The package contains programs, tracediff and hetscan, which can
automatically compare patient and reference traces to find point mutations
and heterozygous bases. Comparison is performed by aligning the patient and
reference traces and then analysing their differences.
Users can set parameters which control the sensistivity
of the algorithms (and hence which determine the ratio of false negative and
positive results). Tracediff adds tags of type "mutation" to the
patient
files, and hetscan of type "heterozygous". The tags contain the numerical scores achieved
at the site of the reported base changes, and they can be viewed via the gap4 editor.
Tracediff and hetscan are normally run via pregap4.
The readings are stored aligned in a gap4 database. From here they can be
viewed at three levels. The aligned sequences and traces can be displayed
using the editor as shown in figures 1-5, and an overview obtained via the
template display.
Figure 7. The template display showing the whole of the BRCA1 gene (exons in green).

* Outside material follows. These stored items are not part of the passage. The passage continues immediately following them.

// ============================================================================
// TESTS
// ============================================================================

#[cfg(test)]
mod tests {
    use super::*;

    fn registry() -> DatasetRegistry {
        // Unlisted queries are empty; later entries override earlier ones
        let empty = QueryKey::ALL.map(|k| (k, Table::empty()));
        DatasetRegistry::from_tables(empty.into_iter().chain([
            (
                QueryKey::Q02,
                Table::from_rows(
                    &["Provider_Type", "Total_Quantity"],
                    &[&["Restaurant", "120"], &["Grocery Store", "80"]],
                ),
            ),
            (
                QueryKey::Q04,
                Table::from_rows(
                    &["Receiver_Name", "Location", "Claims"],
                    &[
                        &["A", "Mumbai", "5"],
                        &["B", "Delhi", "9"],
                        &["C", "Mumbai", "9"],
                        &["D", "Mumbai", "2"],
                    ],
                ),
            ),
            (
                QueryKey::Q05,
                Table::from_rows(
                    &["Location", "Total_Quantity"],
                    &[&["Mumbai", "100"], &["Delhi", "50"], &["Mumbai", "25"]],
                ),
            ),
            (
                QueryKey::Q06,
                Table::from_rows(&["Location", "Listings"], &[&["Delhi", "40"], &["Mumbai", "30"]]),
            ),
            (
                QueryKey::Q08,
                Table::from_rows(
                    &["Food_Name", "Total_Claims", "Total_Quantity"],
                    &[&["Rice", "4", "100"], &["Bread", "9", "20"], &["Soup", "6", "60"]],
                ),
            ),
            (QueryKey::Q09, Table::empty()),
            (
                QueryKey::Q13,
                Table::from_rows(
                    &["Name", "Location", "Total_Quantity"],
                    &[&["Annapurna", "Mumbai", "300"], &["Hot Loaf", "Delhi", "200"]],
                ),
            ),
            (
                QueryKey::Q14,
                Table::from_rows(
                    &["Location", "FoodType", "Claim_Count"],
                    &[
                        &["Mumbai", "Vegan", "3"],
                        &["Mumbai", "Vegetarian", "8"],
                        &["Delhi", "Non-Vegetarian", "5"],
                    ],
                ),
            ),
            (QueryKey::Q15, Table::from_rows(&["Month", "Total_Claims"], &[&["Jan", "30"]])),
        ]))
    }

    #[test]
    fn test_overview_unfiltered() {
        let overview = overview(&registry(), &FilterSelection::new());

        assert_eq!(overview.total_quantity, Kpi::Available(175.0));
        assert_eq!(overview.top_city, Kpi::Available("Delhi".to_string()));
        // q09 is empty, so the provider comes from q13
        assert_eq!(overview.top_provider, Kpi::Available("Annapurna".to_string()));
        assert_eq!(overview.provider_contribution.unwrap().len(), 2);
    }

    #[test]
    fn test_overview_respects_filters() {
        let selection = FilterSelection::new().with(Role::City, "Mumbai");
        let overview = overview(&registry(), &selection);

        assert_eq!(overview.total_quantity, Kpi::Available(125.0));
        assert_eq!(overview.top_city, Kpi::Available("Mumbai".to_string()));
        // q02 has no city column, so its shares are unfiltered
        assert_eq!(overview.provider_contribution.unwrap().len(), 2);
    }

    #[test]
    fn test_overview_with_no_data() {
        let registry = DatasetRegistry::from_tables(QueryKey::ALL.map(|k| (k, Table::empty())));
        let overview = overview(&registry, &FilterSelection::new());

        assert_eq!(overview.total_quantity, Kpi::NotAvailable);
        assert_eq!(overview.top_city, Kpi::NotAvailable);
        assert_eq!(overview.top_provider, Kpi::NotAvailable);
        assert_eq!(overview.provider_contribution, None);
    }

    #[test]
    fn test_chart_suggestion_prefers_claims() {
        let registry = registry();
        let chart = chart_suggestion(&registry.load(QueryKey::Q08)).unwrap();

        assert_eq!(chart.metric_column.as_deref(), Some("Total_Claims"));
        assert_eq!(chart.label_column.as_deref(), Some("Food_Name"));
        assert_eq!(chart.points()[0].label, "Bread");
    }

    #[test]
    fn test_chart_suggestion_quantity_uses_first_column() {
        let registry = registry();
        let chart = chart_suggestion(&registry.load(QueryKey::Q13)).unwrap();

        assert_eq!(chart.metric_column.as_deref(), Some("Total_Quantity"));
        assert_eq!(chart.label_column.as_deref(), Some("Name"));
    }

    #[test]
    fn test_chart_suggestion_none() {
        let table = Table::from_rows(&["Status", "Percentage"], &[&["Completed", "40"]]);
        assert!(chart_suggestion(&table).is_none());
        assert!(chart_suggestion(&Table::empty()).is_none());
    }

    #[test]
    fn test_explorer_covers_every_query_in_order() {
        let entries = explorer(&registry(), &FilterSelection::new(), None);
        assert_eq!(entries.len(), 15);
        assert_eq!(entries[0].key, QueryKey::Q01);
        assert!(entries[0].table.is_empty());
        assert_eq!(entries[14].title, "Peak Claim Month");
        assert!(entries.iter().all(|e| !e.edited));
    }

    #[test]
    fn test_explorer_shows_working_copy() {
        let registry = registry();
        let mut session = SessionEditStore::new();
        let selection = FilterSelection::new();

        editable(&registry, &selection, &mut session, QueryKey::Q04)
            .unwrap()
            .table_mut()
            .remove_row(0)
            .unwrap();

        let entry = query_entry(&registry, &selection, Some(&session), QueryKey::Q04);
        assert!(entry.edited);
        assert_eq!(entry.table.row_count(), 3);
        // Base data is untouched
        assert_eq!(registry.load(QueryKey::Q04).row_count(), 4);
    }

    #[test]
    fn test_top_receivers_clamps_n() {
        let registry = registry();
        let ranking = top_receivers(&registry, &FilterSelection::new(), None, 1).unwrap();

        // n is clamped up to the minimum of 3
        assert_eq!(ranking.table.row_count(), 3);
        let names: Vec<_> = ranking.points().into_iter().map(|p| p.label).collect();
        assert_eq!(names, vec!["B", "C", "A"]);
    }

    #[test]
    fn test_top_receivers_no_data_after_filters() {
        let selection = FilterSelection::new().with(Role::City, "Chennai");
        assert!(top_receivers(&registry(), &selection, None, 10).is_none());
    }

    #[test]
    fn test_claims_by_food_sort_options() {
        let registry = registry();
        let selection = FilterSelection::new();

        let by_claims = claims_by_food(&registry, &selection, None, ClaimSort::Claims).unwrap();
        assert_eq!(by_claims.points()[0].label, "Bread");

        let by_qty = claims_by_food(&registry, &selection, None, ClaimSort::Quantity).unwrap();
        assert_eq!(by_qty.metric_column.as_deref(), Some("Total_Quantity"));
        assert_eq!(by_qty.points()[0].label, "Rice");
    }

    #[test]
    fn test_claim_sort_parsing() {
        assert_eq!("Total Claims".parse::<ClaimSort>().unwrap(), ClaimSort::Claims);
        assert_eq!("quantity".parse::<ClaimSort>().unwrap(), ClaimSort::Quantity);
        assert!("price".parse::<ClaimSort>().is_err());
    }

    #[test]
    fn test_demand_standardizes_food_type() {
        let demand = demand(&registry(), &FilterSelection::new(), None).unwrap();

        assert!(demand.table.has_column("Food_Type"));
        assert!(!demand.table.has_column("FoodType"));
        assert_eq!(demand.cities, vec!["All", "Delhi", "Mumbai"]);

        let ranking = demand.ranking.unwrap();
        assert_eq!(ranking.metric_column.as_deref(), Some("Claim_Count"));
        assert_eq!(ranking.points()[0].label, "Vegetarian");
    }

    #[test]
    fn test_demand_local_city() {
        let demand = demand(&registry(), &FilterSelection::new(), Some("Delhi")).unwrap();
        assert_eq!(demand.table.row_count(), 1);
        // Local choices still list every city from the globally filtered table
        assert_eq!(demand.cities.len(), 3);

        let all = super::demand(&registry(), &FilterSelection::new(), Some(ALL)).unwrap();
        assert_eq!(all.table.row_count(), 3);
    }

    #[test]
    fn test_demand_copies_food_name() {
        let registry = DatasetRegistry::from_tables([(
            QueryKey::Q14,
            Table::from_rows(&["Location", "Food_Name", "Count"], &[&["Pune", "Dal", "4"]]),
        )]);

        let demand = demand(&registry, &FilterSelection::new(), None).unwrap();
        assert_eq!(demand.table.text(0, "Food_Type"), Some("Dal"));
        assert_eq!(demand.table.text(0, "Food_Name"), Some("Dal"));
        assert!(demand.ranking.is_some());
    }

    #[test]
    fn test_editable_forks_filtered_table() {
        let registry = registry();
        let mut session = SessionEditStore::new();
        let selection = FilterSelection::new().with(Role::City, "Mumbai");

        let copy = editable(&registry, &selection, &mut session, QueryKey::Q13).unwrap();
        assert_eq!(copy.table().row_count(), 1);

        assert!(editable(&registry, &selection, &mut session, QueryKey::Q09).is_none());
        assert_eq!(session.keys(), vec![QueryKey::Q13]);
    }
}
// Food Waste Dashboard - Core Library
// Exposes the filter-and-aggregation core for the CLI, API server, and tests

pub mod error;
pub mod table;
pub mod config;
pub mod registry;   // Dataset Registry - cached query tables
pub mod roles;      // Column Resolver - semantic roles
pub mod filter;     // Filter Engine
pub mod aggregate;  // Aggregation / KPI Layer
pub mod session;    // Session Edit Store
pub mod views;      // Descriptive views for presentation

// Re-export commonly used types
pub use error::{DashboardError, Result};
pub use table::{Cell, Table, parse_number};
pub use config::{DashboardConfig, DATA_DIR_ENV};
pub use registry::{DatasetRegistry, QueryKey, SourceStatus};
pub use roles::{Role, Strategy, resolve, resolve_label};
pub use filter::{
    FilterOptions, FilterSelection, ALL,
    apply, collect_values, collect_values_from, collect_values_in, with_all,
};
pub use aggregate::{
    ChartPoint, Kpi, Ranking,
    first_value, rank_columns, scalar_sum, shares, sort_desc, top_n,
};
pub use session::{Edit, SessionEditStore, SessionPool, WorkingCopy};
pub use views::{
    ClaimSort, Demand, Overview, QueryEntry,
    chart_suggestion, claims_by_food, demand, editable, explorer, overview,
    query_entry, session_table, top_receivers,
};

/// Library version
pub const VERSION: &str = env!("CARGO_PKG_VERSION");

The view obtained from the Template display and shown in Figure 7 is not of
practical use but serves here to illustrate the overall
arrangement of the data for our chosen example the BRCA1 gene. This figure
shows the entirety of the EMBL entry HSLBRCA1 with its exons marked
in green. Only exon 11 has patient trace data stacked above it.
Figure 8. A zoomed-in version of the data shown in Figure 7.
Here we can see all the readings
covering exon 11. Forward readings are light blue, reverse readings orange,
primers are
marked in yellow, mutations in red and orange.
A common mutation appears in the leftmost set of readings and illustrates
the value of using the template display for visualising the overall pattern
of the tagged mutations.
Although designed originally for handling shotgun sequence data the editor
contains additional functionality for dealing with mutation data. Typical
examples of the look of the editor
are given above in Figures 3 and 4. From within the editor the trace displays
can be requested and viewed.
The current version of the gap4 editor contains very many options that are
not needed for mutation data. Given sufficient demand a version tailored for
mutation studies could be produced. For now it might make it easier to understand
the program if its origin as a genome assembly program is borne in mind.
Here we outline the options and settings relevant to mutation studies.
The assignment of reference sequence and traces is described above. From the
editor they can be set by right clicking on the reading names.
Gap4 enables segments of sequences to be annotated (or tagged). Each tag
has a type (eg primer) and each type has an associated colour. Each instance
of a tag can include editable text. This text can be viewed and edited by right
clicking on the tag and selecting "Edit tag", after which a text box will appear.
Gap4 can display annotations/tags as background colour and the user can specify
which tag types are shown. For mutation studies the following tag types may
usefully be activated, and all others turned off. Using the "Set Active Tags"
option in the "Settings" menu first click on "Clear all".
Then click on "primer".
To add further types
you must hold down the "Ctrl" key on the keyboard while clicking.
Now scroll down and click on "Mutation", "Heterozygous" and "FEATURE CDS".
Add any others required, then click "OK".
The following configurations are performed via the "Settings" menu.
Gap4 has three consensus generation algorithms. When using a reference
sequence it is convenient if the consensus shown in the editor is forced
to be the same as the reference. This will be the case if either
the "Weighted base frequencies" or the "Confidence values" consensus algorithms
are being used. This selection is made using the "Consensus algorithm" option.
Translations are shown in what gap4 refers to as the "Status" line.
To enable automatic translation of the exons defined in the reference sequence,
in the "Status Line" option set "Translate using feature tables".
To enable automatic display of trace diferences, in the "Trace Display" option
set "Auto-Diff Traces".
To show only the base differences between the consensus/reference, set
"Highlight Disagreements". These can be shown by dots or colour.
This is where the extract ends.